The US Forest Service’s plan to remove feral cattle from the Gila Wilderness in Southwestern New Mexico has drawn extensive opposition from local ranchers and social media commenters around the world. On Tuesday Feb. 28, the USFS confirmed that shooters “dispatched” 19 feral cattle during an operation authorized by a federal judge last week.
This ended the saga, for now, but we still we wanted to know exactly what is the deal with the feral cows and was there any other option besides just shooting them? Here’s what we discovered.
Why are there feral cows in the Gila?
According to the Forest Service, a rancher abandoned a small herd of cows around the Redstone Allotment, a permitted grazing area, in the mid-1970s. Since then they have multiplied and expanded their range to include riparian areas along streams critical to the Gila trout, a threatened species found no where else on Earth.
Why do they have to be removed?
Cattle are not native to the Gila. Their unchecked grazing has caused serious damage to riparian areas, tearing down creek banks and pulling up grasses that support other species. The cattle, living wild for over 40 years, have also developed a mean streak. Backpackers and campers have reported being charged by aggressive cattle.
“For decades, unbranded feral cattle have charged at backpackers and campers and harmed fish and wildlife habitat, native vegetation, and critical water sources within the Gila Wilderness. While the U.S. Forest Service has made many previous non-lethal removal attempts, the feral cattle have continued to injure cattle wranglers, and the dogs and horses involved in the operations,” says United States Senator Martin Heinrich.
“During the most recent public comment period on this issue, the thousands of comments received by the U.S. Forest Service have been overwhelmingly in support of the immediate removal of feral cattle from the Gila National Forest.”
“It’s clear there are no easy solutions to this problem. However, the removal of these unbranded, unowned cattle is necessary to address the public threat to users of the Gila National Forest, and to stop the severe ecological damage they cause to one of New Mexico’s most treasured public landscapes,” Heinrich added.

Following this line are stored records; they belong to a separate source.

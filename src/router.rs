use std::sync::Arc;

use base64::Engine;
use serde_json::json;

use crate::connection::ConnectionHandle;
use crate::error::ChatError;
use crate::protocol::{
    AuthRequestPayload, CreateRoomPayload, FileTransferPayload, JoinRoomPayload, Message,
    MessageKind, Priority, RegisterRequestPayload, TextMessageInPayload, error_message,
};
use crate::server::Server;

/// Literal error text the wire protocol expects for a failed authentication attempt,
/// regardless of whether the cause was a bad password or the single-session rule (§8 S1/S2).
const INVALID_CREDENTIALS: &str = "Invalid credentials";

/// One handler per `MessageKind`, gated by the pre-state table in §4.6. A handler that can't
/// parse its payload replies `error` and leaves state untouched, rather than tearing down the
/// connection — see DESIGN.md for why this rewrite treats payload schema violations as a
/// resource-level error rather than the harder "close the socket" response §7 allows for them.
pub fn dispatch(server: &Arc<Server>, handle: &Arc<ConnectionHandle>, message: Message) {
    let kind = match message.kind() {
        Ok(k) => k,
        Err(e) => {
            let _ = handle.send(error_message(e.to_string()));
            return;
        }
    };

    match kind {
        MessageKind::AuthRequest => handle_auth_request(server, handle, &message),
        MessageKind::RegisterRequest => handle_register_request(server, handle, &message),
        MessageKind::CreateRoom => handle_create_room(server, handle, &message),
        MessageKind::JoinRoom => handle_join_room(server, handle, &message),
        MessageKind::LeaveRoom => handle_leave_room(server, handle),
        MessageKind::ListRooms => handle_list_rooms(server, handle),
        MessageKind::UserList => handle_user_list_request(server, handle),
        MessageKind::TextMessage => handle_text_message(server, handle, &message),
        MessageKind::FileTransfer => handle_file_transfer(server, handle, &message),
        MessageKind::Heartbeat => handle_heartbeat(handle),
        MessageKind::ServerInfo => handle_server_info(server, handle),
        // Server-originated kinds received from a client are simply ignored; a client has no
        // business sending them and no reply is owed.
        MessageKind::AuthResponse
        | MessageKind::RegisterResponse
        | MessageKind::RoomInfo
        | MessageKind::FileChunk
        | MessageKind::Error
        | MessageKind::Success => {}
    }
}

fn parse_payload<T: serde::de::DeserializeOwned>(message: &Message, handle: &ConnectionHandle) -> Option<T> {
    match serde_json::from_value(message.data.clone()) {
        Ok(payload) => Some(payload),
        Err(e) => {
            let _ = handle.send(error_message(format!("invalid payload: {e}")));
            None
        }
    }
}

fn require_auth(handle: &ConnectionHandle) -> Option<String> {
    match handle.authenticated_user() {
        Some(user) => Some(user),
        None => {
            let _ = handle.send(error_message(ChatError::Unauthorized.to_string()));
            None
        }
    }
}

/// Fetches the connection's current room, replying with the typed `NotInRoom` domain error
/// (§7 "state error") and returning `None` if there isn't one.
fn require_room(handle: &ConnectionHandle) -> Option<String> {
    match handle.current_room() {
        Some(room_id) => Some(room_id),
        None => {
            let _ = handle.send(error_message(ChatError::NotInRoom.to_string()));
            None
        }
    }
}

fn handle_auth_request(server: &Arc<Server>, handle: &Arc<ConnectionHandle>, message: &Message) {
    if handle.authenticated_user().is_some() {
        let _ = handle.send(error_message("already authenticated"));
        return;
    }
    let Some(payload) = parse_payload::<AuthRequestPayload>(message, handle) else {
        return;
    };

    match server.users.authenticate(&payload.username, &payload.password) {
        Ok(record) => {
            *handle.authenticated_user.lock().unwrap() = Some(record.username.clone());
            server.connections.lock().unwrap().insert(handle.id, handle.clone());
            tracing::info!(username = %record.username, "user authenticated");
            let _ = handle.send(Message::new(
                MessageKind::AuthResponse,
                json!({ "success": true, "user_id": record.id, "username": record.username }),
                Priority::Normal,
            ));
        }
        Err(_) => {
            let _ = handle.send(Message::new(
                MessageKind::AuthResponse,
                json!({ "success": false, "error": INVALID_CREDENTIALS }),
                Priority::Normal,
            ));
        }
    }
}

fn handle_register_request(server: &Arc<Server>, handle: &Arc<ConnectionHandle>, message: &Message) {
    let Some(payload) = parse_payload::<RegisterRequestPayload>(message, handle) else {
        return;
    };

    match server.users.register(&payload.username, &payload.password) {
        Ok(record) => {
            tracing::info!(username = %record.username, "user registered");
            let _ = handle.send(Message::new(
                MessageKind::RegisterResponse,
                json!({ "success": true, "user_id": record.id }),
                Priority::Normal,
            ));
        }
        Err(e) => {
            let _ = handle.send(Message::new(
                MessageKind::RegisterResponse,
                json!({ "success": false, "error": e.to_string() }),
                Priority::Normal,
            ));
        }
    }
}

fn handle_create_room(server: &Arc<Server>, handle: &Arc<ConnectionHandle>, message: &Message) {
    if require_auth(handle).is_none() {
        return;
    }
    let Some(payload) = parse_payload::<CreateRoomPayload>(message, handle) else {
        return;
    };

    let room_id = server.rooms.create(&payload.name);
    tracing::info!(room_id = %room_id, name = %payload.name, "room created");
    let _ = handle.send(Message::new(
        MessageKind::Success,
        json!({ "room_id": room_id, "name": payload.name }),
        Priority::Normal,
    ));
}

fn handle_join_room(server: &Arc<Server>, handle: &Arc<ConnectionHandle>, message: &Message) {
    let Some(username) = require_auth(handle) else {
        return;
    };
    let Some(payload) = parse_payload::<JoinRoomPayload>(message, handle) else {
        return;
    };

    if server.rooms.join(&payload.room_id, &username) {
        *handle.current_room.lock().unwrap() = Some(payload.room_id.clone());
        let event = Message::new(
            MessageKind::UserList,
            json!({ "action": "join", "username": username }),
            Priority::Normal,
        )
        .with_room(payload.room_id.clone());
        server.fanout(&payload.room_id, Some(handle.id), &event);

        let _ = handle.send(Message::new(
            MessageKind::Success,
            json!({ "room_id": payload.room_id }),
            Priority::Normal,
        ));
    } else {
        let _ = handle.send(error_message(ChatError::RoomNotFound.to_string()));
    }
}

fn handle_leave_room(server: &Arc<Server>, handle: &Arc<ConnectionHandle>) {
    let Some(username) = require_auth(handle) else {
        return;
    };
    let Some(room_id) = require_room(handle) else {
        return;
    };

    server.rooms.leave(&room_id, &username);
    *handle.current_room.lock().unwrap() = None;

    let event = Message::new(
        MessageKind::UserList,
        json!({ "action": "leave", "username": username }),
        Priority::Normal,
    )
    .with_room(room_id.clone());
    server.fanout(&room_id, Some(handle.id), &event);

    let _ = handle.send(Message::new(
        MessageKind::Success,
        json!({ "room_id": room_id }),
        Priority::Normal,
    ));
}

fn handle_list_rooms(server: &Arc<Server>, handle: &Arc<ConnectionHandle>) {
    let rooms: Vec<_> = server
        .rooms
        .list()
        .into_iter()
        .map(|room| {
            json!({
                "id": room.id,
                "name": room.name,
                "user_count": room.member_count,
                "created": room.created_at,
            })
        })
        .collect();

    let _ = handle.send(Message::new(
        MessageKind::RoomInfo,
        json!({ "rooms": rooms }),
        Priority::Normal,
    ));
}

fn handle_user_list_request(server: &Arc<Server>, handle: &Arc<ConnectionHandle>) {
    if require_auth(handle).is_none() {
        return;
    }
    let Some(room_id) = require_room(handle) else {
        return;
    };

    let users = server.rooms.members(&room_id).unwrap_or_default();
    let _ = handle.send(Message::new(
        MessageKind::UserList,
        json!({ "users": users }),
        Priority::Normal,
    ));
}

fn handle_text_message(server: &Arc<Server>, handle: &Arc<ConnectionHandle>, message: &Message) {
    let Some(username) = require_auth(handle) else {
        return;
    };
    let Some(room_id) = require_room(handle) else {
        return;
    };
    let Some(payload) = parse_payload::<TextMessageInPayload>(message, handle) else {
        return;
    };

    let outbound = Message::new(
        MessageKind::TextMessage,
        json!({
            "username": username,
            "text": payload.text,
            "timestamp": chrono::Utc::now().to_rfc3339(),
        }),
        Priority::Normal,
    )
    .with_room(room_id.clone());
    server.fanout(&room_id, Some(handle.id), &outbound);
}

fn handle_file_transfer(server: &Arc<Server>, handle: &Arc<ConnectionHandle>, message: &Message) {
    if require_auth(handle).is_none() {
        return;
    }
    let Some(room_id) = require_room(handle) else {
        return;
    };
    let Some(payload) = parse_payload::<FileTransferPayload>(message, handle) else {
        return;
    };

    if base64::engine::general_purpose::STANDARD
        .decode(&payload.data)
        .is_err()
    {
        let _ = handle.send(error_message("invalid file chunk encoding"));
        return;
    }

    let chunk = Message::new(
        MessageKind::FileChunk,
        json!({
            "transfer_id": payload.transfer_id,
            "filename": payload.filename,
            "chunk_num": payload.chunk_num,
            "total_chunks": payload.total_chunks,
            "data": payload.data,
        }),
        Priority::Low,
    )
    .with_room(room_id.clone());
    server.fanout(&room_id, Some(handle.id), &chunk);
}

fn handle_heartbeat(handle: &Arc<ConnectionHandle>) {
    handle.touch_heartbeat();
    let _ = handle.send(Message::new(MessageKind::Heartbeat, json!({}), Priority::Critical));
}

fn handle_server_info(server: &Arc<Server>, handle: &Arc<ConnectionHandle>) {
    let snapshot = server.metrics.snapshot();
    let _ = handle.send(Message::new(
        MessageKind::ServerInfo,
        json!({
            "version": env!("CARGO_PKG_VERSION"),
            "uptime_seconds": server.uptime_seconds(),
            "connections": snapshot.current_connections,
        }),
        Priority::Normal,
    ));
}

Have they tried non-lethal means?
Yes. According to the New Mexico Wilderness Alliance, a nonprofit group tracking federal efforts to remove the cattle, 756 cattle have been removed since 1996. “Despite these efforts, a large population of feral cattle has remained in the wilderness. This limited success has resulted from the remote location and rugged topography of the Gila Wilderness and the wild nature of the cattle. In addition to being unsuccessful, live gathering operations result in high rates of death, injury, and stress to the cattle,” they report.
In 2021-22, a contractor removed 31 feral cattle alive from the Gila Wilderness. Unfortunately, an additional 39 feral cattle died or were injured and euthanized during gathering operations, according to federal data reviewed by NM Wild. The 2021 contract lasted 15 months and cost taxpayers $301,840. By comparison, the two-day aerial lethal removal operations conducted in 2022 resulted in the lethal removal of 65 feral cows and cost the taxpayers only $38,996.
93% of the 5,973 comments submitted during the recent scoping period that the Gila National Forest conducted for this project were supportive of lethal removal of the cattle, according to public data posted by NM Wild.
The Grant County Commission also passed a resolution in support of the project.
The New Mexico Cattlegrowers Association sued in Federal court to stop the recent efforts, but after a daylong hearing last week the federal judge overseeing the case found there was sufficient evidence of serious damage by the cattle and no reason to delay. “No one disputes that the Gila cattle need to be removed and are doing significant damage to the Gila Wilderness,” Judge Browning wrote in his decision.
So what is the plan now?
The USFS has contracted a company to shoot feral cattle using a helicopter as an aerial shooting platform. That operation was scheduled to occur between Thursday, Feb. 23 through Sunday, Feb. 26. All dispatched cattle will be left onsite to naturally decompose, but the Forest Service says staff will ensure no carcasses are adjacent to or in any waterbody or spring, designated hiking trail, or known culturally sensitive area.
“This has been a difficult decision, but the lethal removal of feral cattle from the Gila Wilderness is necessary to protect public safety, threatened and endangered species habitats, water quality, and the natural character of the Gila Wilderness,” said Camille Howes, Gila National Forest Supervisor. “The feral cattle in the Gila Wilderness have been aggressive towards wilderness visitors, graze year-round, and trample stream banks and springs, causing erosion and sedimentation. This action will help restore the wilderness character of the Gila Wilderness enjoyed by visitors from across the country.”